Landmarks in the landscape
Rainbow Valley is a spectacular sandstone bluff with bands of colour that is at its most spectacular in the early or late light of the day. Chambers Pillar is a towering 50-metre column of pebbly sandstone – all that remains after 350 million years of wind and rain erosion. At Ewaninga Rock Carvings Conservation Reserve ancient rock carvings and petroglyphs are a fascinating record of the beliefs of the local Arrernte people.
Take a (four-wheel) drive
In the Simpson Desert you will find some of the best four-wheel driving in Australia. The Binns Track runs parallel to the Stuart Highway from South Australia to Timber Creek, NT where it connects with routes into WA. Old Andado Track follows the Desert's western edge to the town of Finke.
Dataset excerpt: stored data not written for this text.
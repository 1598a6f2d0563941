pub mod domain;
pub mod engine;
pub mod errors;
pub mod evaluator;
pub mod guard;
pub mod redirect;
pub mod runtime_handle;
pub mod traits;
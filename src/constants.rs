use std::time::Duration;

pub const DEFAULT_PYTHON: &str = "python3";
pub const DEFAULT_BOOTSTRAP_TIMEOUT: Duration = Duration::from_secs(30);
pub const DEFAULT_EXECUTION_TIMEOUT: Duration = Duration::from_secs(10);

pub const NOT_READY_MSG: &str = "Runtime is still loading...";
pub const ERROR_PREFIX: &str = "Error: ";
pub const TIMEOUT_MSG: &str = "timeout";
pub const SHUTDOWN_MSG: &str = "runtime shut down";
pub const INFINITE_LOOP_MSG: &str = "infinite loops are not allowed";
pub const RESTRICTED_MSG: &str = "code contains restricted operations";

pub const DEFAULT_RESTRICTED_KEYWORDS: [&str; 4] = ["import os", "import sys", "open(", "subprocess"];

// Globals owned by the harness inside the interpreter namespace.
pub const STDIN_GLOBAL: &str = "__harness_stdin__";
pub const STDOUT_GLOBAL: &str = "__harness_stdout__";
//! CSV output format.

use std::io::Write;

use chrono::{NaiveDate, TimeDelta};

use chala_simulate::SimulatedPath;
use chala_types::Candle;

use crate::FormatError;

/// CSV formatter for candle series and simulated paths.
#[derive(Debug, Clone)]
pub struct CsvFormatter {
    /// Field delimiter (default: comma).
    delimiter: char,
    /// Whether to include a header row.
    include_header: bool,
}

impl Default for CsvFormatter {
    fn default() -> Self {
        Self::new()
    }
}

impl CsvFormatter {
    /// Creates a new CSV formatter with default settings.
    #[must_use]
    pub const fn new() -> Self {
        Self {
            delimiter: ',',
            include_header: true,
        }
    }

    /// Sets the field delimiter.
    #[must_use]
    pub const fn with_delimiter(mut self, delimiter: char) -> Self {
        self.delimiter = delimiter;
        self
    }

    /// Sets whether to include a header row.
    #[must_use]
    pub const fn with_header(mut self, include: bool) -> Self {
        self.include_header = include;
        self
    }

    /// Writes a candle series: one header row plus one row per trading
    /// day.
    ///
    /// # Errors
    ///
    /// Returns an error if writing fails.
    pub fn write_candles<W: Write>(
        &self,
        candles: &[Candle],
        mut writer: W,
    ) -> Result<(), FormatError> {
        let d = self.delimiter;

        if self.include_header {
            writeln!(writer, "date{d}open{d}high{d}low{d}close{d}adj_close{d}volume")?;
        }

        for candle in candles {
            writeln!(
                writer,
                "{}{d}{}{d}{}{d}{}{d}{}{d}{}{d}{}",
                candle.date.format("%Y-%m-%d"),
                candle.open,
                candle.high,
                candle.low,
                candle.close,
                candle.adj_close,
                candle.volume
            )?;
        }

        Ok(())
    }

    /// Writes simulated paths side by side, one column per path.
    ///
    /// Row `i` is dated `last_date + i + 1` calendar days, so the
    /// projection starts the day after the final historical close.
    ///
    /// # Errors
    ///
    /// Returns an error if writing fails.
    pub fn write_paths<W: Write>(
        &self,
        paths: &[SimulatedPath],
        last_date: NaiveDate,
        mut writer: W,
    ) -> Result<(), FormatError> {
        let d = self.delimiter;
        let days = paths.iter().map(|p| p.prices.len()).max().unwrap_or(0);

        if self.include_header {
            write!(writer, "date")?;
            for n in 1..=paths.len() {
                write!(writer, "{d}path_{n}")?;
            }
            writeln!(writer)?;
        }

        for i in 0..days {
            let date = last_date + TimeDelta::days(i as i64 + 1);
            write!(writer, "{}", date.format("%Y-%m-%d"))?;
            for path in paths {
                match path.prices.get(i) {
                    Some(price) => write!(writer, "{d}{price}")?,
                    None => write!(writer, "{d}")?,
                }
            }
            writeln!(writer)?;
        }

        Ok(())
    }
}
//! HTTP client and data fetching for the chala daily stock history downloader.
//!
//! This crate provides the download pipeline:
//!
//! - [`url::chart_url`] - Constructs chart endpoint URLs
//! - [`HistoryClient`] - HTTP client for the provider
//! - [`chart`] - Chart payload decoding
//! - [`daily_history`] - Single-request daily history download

#![doc = include_str!("../README.md")]
#![doc(issue_tracker_base_url = "https://github.com/chala-data/chala/issues/")]
#![cfg_attr(docsrs, feature(doc_cfg, doc_auto_cfg))]
#![warn(missing_docs)]
#![forbid(unsafe_code)]

pub mod chart;
mod client;
mod history;
pub mod url;

pub use chart::{ChartResponse, ParseError, candles_from_response};
pub use client::{ClientConfig, DownloadError, HistoryClient};
pub use history::daily_history;
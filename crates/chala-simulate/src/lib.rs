//! Monte Carlo price simulation for the chala daily stock history downloader.
//!
//! A geometric Brownian motion model is calibrated from the log returns
//! of a historical close series, then projected forward day by day:
//!
//! - [`GbmParams`] - drift and volatility from daily closes
//! - [`simulate_paths`] - seeded random paths with sampling log-likelihood
//! - [`drift_path`] - the deterministic zero-shock path
//! - [`Period`] - trailing calibration windows

#![doc = include_str!("../README.md")]
#![doc(issue_tracker_base_url = "https://github.com/chala-data/chala/issues/")]
#![cfg_attr(docsrs, feature(doc_cfg, doc_auto_cfg))]
#![warn(missing_docs)]
#![forbid(unsafe_code)]

mod gbm;
mod params;
mod period;

pub use gbm::{SimulatedPath, drift_path, most_likely, simulate_path, simulate_paths};
pub use params::{GbmParams, SimulateError};
pub use period::{Period, PeriodParseError};
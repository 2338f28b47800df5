//! Model calibration from historical closes.

use thiserror::Error;

/// Errors that can occur during calibration.
#[derive(Error, Debug, Clone, PartialEq)]
pub enum SimulateError {
    /// The close series is too short to compute a return.
    #[error("Not enough price history: {len} closes (need at least 2)")]
    NotEnoughData {
        /// Number of closes supplied.
        len: usize,
    },

    /// A close was zero, negative, or not finite.
    #[error("Close at index {index} is not a positive number: {price}")]
    InvalidPrice {
        /// Index of the offending close.
        index: usize,
        /// The offending value.
        price: f64,
    },
}

/// Geometric Brownian motion parameters calibrated from daily closes.
#[derive(Debug, Clone, Copy, PartialEq)]
pub struct GbmParams {
    /// Daily drift term: mean log return less half the variance.
    pub drift: f64,
    /// Daily volatility: standard deviation of the log returns.
    pub volatility: f64,
}

impl GbmParams {
    /// Calibrates drift and volatility from a series of daily closes.
    ///
    /// Uses log returns with population variance. One simulated step
    /// multiplies the price by `exp(drift + volatility * shock)`.
    ///
    /// # Errors
    ///
    /// Returns an error if fewer than two closes are supplied, or if any
    /// close is not a positive finite number.
    pub fn from_closes(closes: &[f64]) -> Result<Self, SimulateError> {
        if closes.len() < 2 {
            return Err(SimulateError::NotEnoughData { len: closes.len() });
        }
        for (index, &price) in closes.iter().enumerate() {
            if !price.is_finite() || price <= 0.0 {
                return Err(SimulateError::InvalidPrice { index, price });
            }
        }

        let returns: Vec<f64> = closes
            .windows(2)
            .map(|pair| (pair[1] / pair[0]).ln())
            .collect();
        let mean = returns.iter().sum::<f64>() / returns.len() as f64;
        let variance =
            returns.iter().map(|r| (r - mean).powi(2)).sum::<f64>() / returns.len() as f64;

        Ok(Self {
            drift: mean - variance / 2.0,
            volatility: variance.sqrt(),
        })
    }
}

#[cfg(test)]
mod tests {
    use super::*;
    use approx::assert_relative_eq;

    #[test]
    fn test_constant_growth_has_zero_volatility() {
        // Every close is 2% above the previous one: all log returns are
        // identical, so variance is zero and drift is the log ratio.
        let closes = [100.0, 102.0, 104.04, 106.1208];
        let params = GbmParams::from_closes(&closes).unwrap();

        assert_relative_eq!(params.volatility, 0.0, epsilon = 1e-9);
        assert_relative_eq!(params.drift, 1.02_f64.ln(), epsilon = 1e-9);
    }

    #[test]
    fn test_known_two_return_series() {
        // Returns ln(2) and ln(0.5) = -ln(2): mean 0, variance ln(2)^2.
        let closes = [100.0, 200.0, 100.0];
        let params = GbmParams::from_closes(&closes).unwrap();

        let ln2 = 2.0_f64.ln();
        assert_relative_eq!(params.volatility, ln2, epsilon = 1e-9);
        assert_relative_eq!(params.drift, -(ln2 * ln2) / 2.0, epsilon = 1e-9);
    }

    #[test]
    fn test_rejects_short_series() {
        assert_eq!(
            GbmParams::from_closes(&[100.0]),
            Err(SimulateError::NotEnoughData { len: 1 })
        );
        assert_eq!(
            GbmParams::from_closes(&[]),
            Err(SimulateError::NotEnoughData { len: 0 })
        );
    }

    #[test]
    fn test_rejects_non_positive_close() {
        let result = GbmParams::from_closes(&[100.0, 0.0, 104.0]);
        assert_eq!(
            result,
            Err(SimulateError::InvalidPrice {
                index: 1,
                price: 0.0,
            })
        );

        assert!(GbmParams::from_closes(&[100.0, -5.0]).is_err());
        assert!(GbmParams::from_closes(&[100.0, f64::NAN]).is_err());
    }
}
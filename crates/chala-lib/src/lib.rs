//! Rust library for downloading and simulating daily stock price history.
//!
//! This is a facade crate that re-exports functionality from the chala
//! workspace crates for convenient access.
//!
//! # Quick Start
//!
//! ```ignore
//! use chala_lib::prelude::*;
//!
//! #[tokio::main]
//! async fn main() -> Result<(), Box<dyn std::error::Error>> {
//!     let client = HistoryClient::with_defaults()?;
//!     let ticker: Ticker = "AAPL".parse()?;
//!
//!     let range = DateRange::parse("2023-01-01", "2023-01-10")?;
//!     let candles = daily_history(&client, &ticker, range.into()).await?;
//!
//!     let mut out = Vec::new();
//!     CsvFormatter::new().write_candles(&candles, &mut out)?;
//!     print!("{}", String::from_utf8_lossy(&out));
//!
//!     Ok(())
//! }
//! ```

#![doc = include_str!("../README.md")]
#![doc(issue_tracker_base_url = "https://github.com/chala-data/chala/issues/")]
#![cfg_attr(docsrs, feature(doc_cfg, doc_auto_cfg))]
#![warn(missing_docs)]
#![forbid(unsafe_code)]

// Re-export core types
pub use chala_types::*;

// Re-export fetch functionality
#[cfg(feature = "fetch")]
pub use chala_fetch::{
    ClientConfig, DownloadError, HistoryClient, ParseError, candles_from_response, daily_history,
};

// Re-export formatters
#[cfg(feature = "format")]
pub use chala_format::{CsvFormatter, FormatError, read_close_series};

// Re-export simulation
#[cfg(feature = "simulate")]
pub use chala_simulate::{
    GbmParams, Period, PeriodParseError, SimulateError, SimulatedPath, drift_path, most_likely,
    simulate_path, simulate_paths,
};

/// Prelude module for convenient imports.
///
/// ```
/// use chala_lib::prelude::*;
/// ```
pub mod prelude {
    pub use chala_types::{
        Candle, ChalaError, DateRange, DateRangeError, FetchWindow, Result, Ticker, TickerError,
    };

    #[cfg(feature = "fetch")]
    pub use chala_fetch::{ClientConfig, HistoryClient, daily_history};

    #[cfg(feature = "format")]
    pub use chala_format::{CsvFormatter, FormatError, read_close_series};

    #[cfg(feature = "simulate")]
    pub use chala_simulate::{
        GbmParams, Period, SimulateError, SimulatedPath, drift_path, most_likely, simulate_path,
        simulate_paths,
    };
}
Rolling sand dunes and challenging terrain make this a challenging driving experience through this desert territory that has been seen by very few people.
Visit Aboriginal art centres
Join a tour or organise a permit so that you can visit the Aboriginal communities in the region. Santa Theresa art centre, located about one hour south east of Alice Springs, is famous for the intricate and colourful work of the local artists. More than 30 indigenous artists live and paint, carve or sculpt at Titjikala community, which is open daily.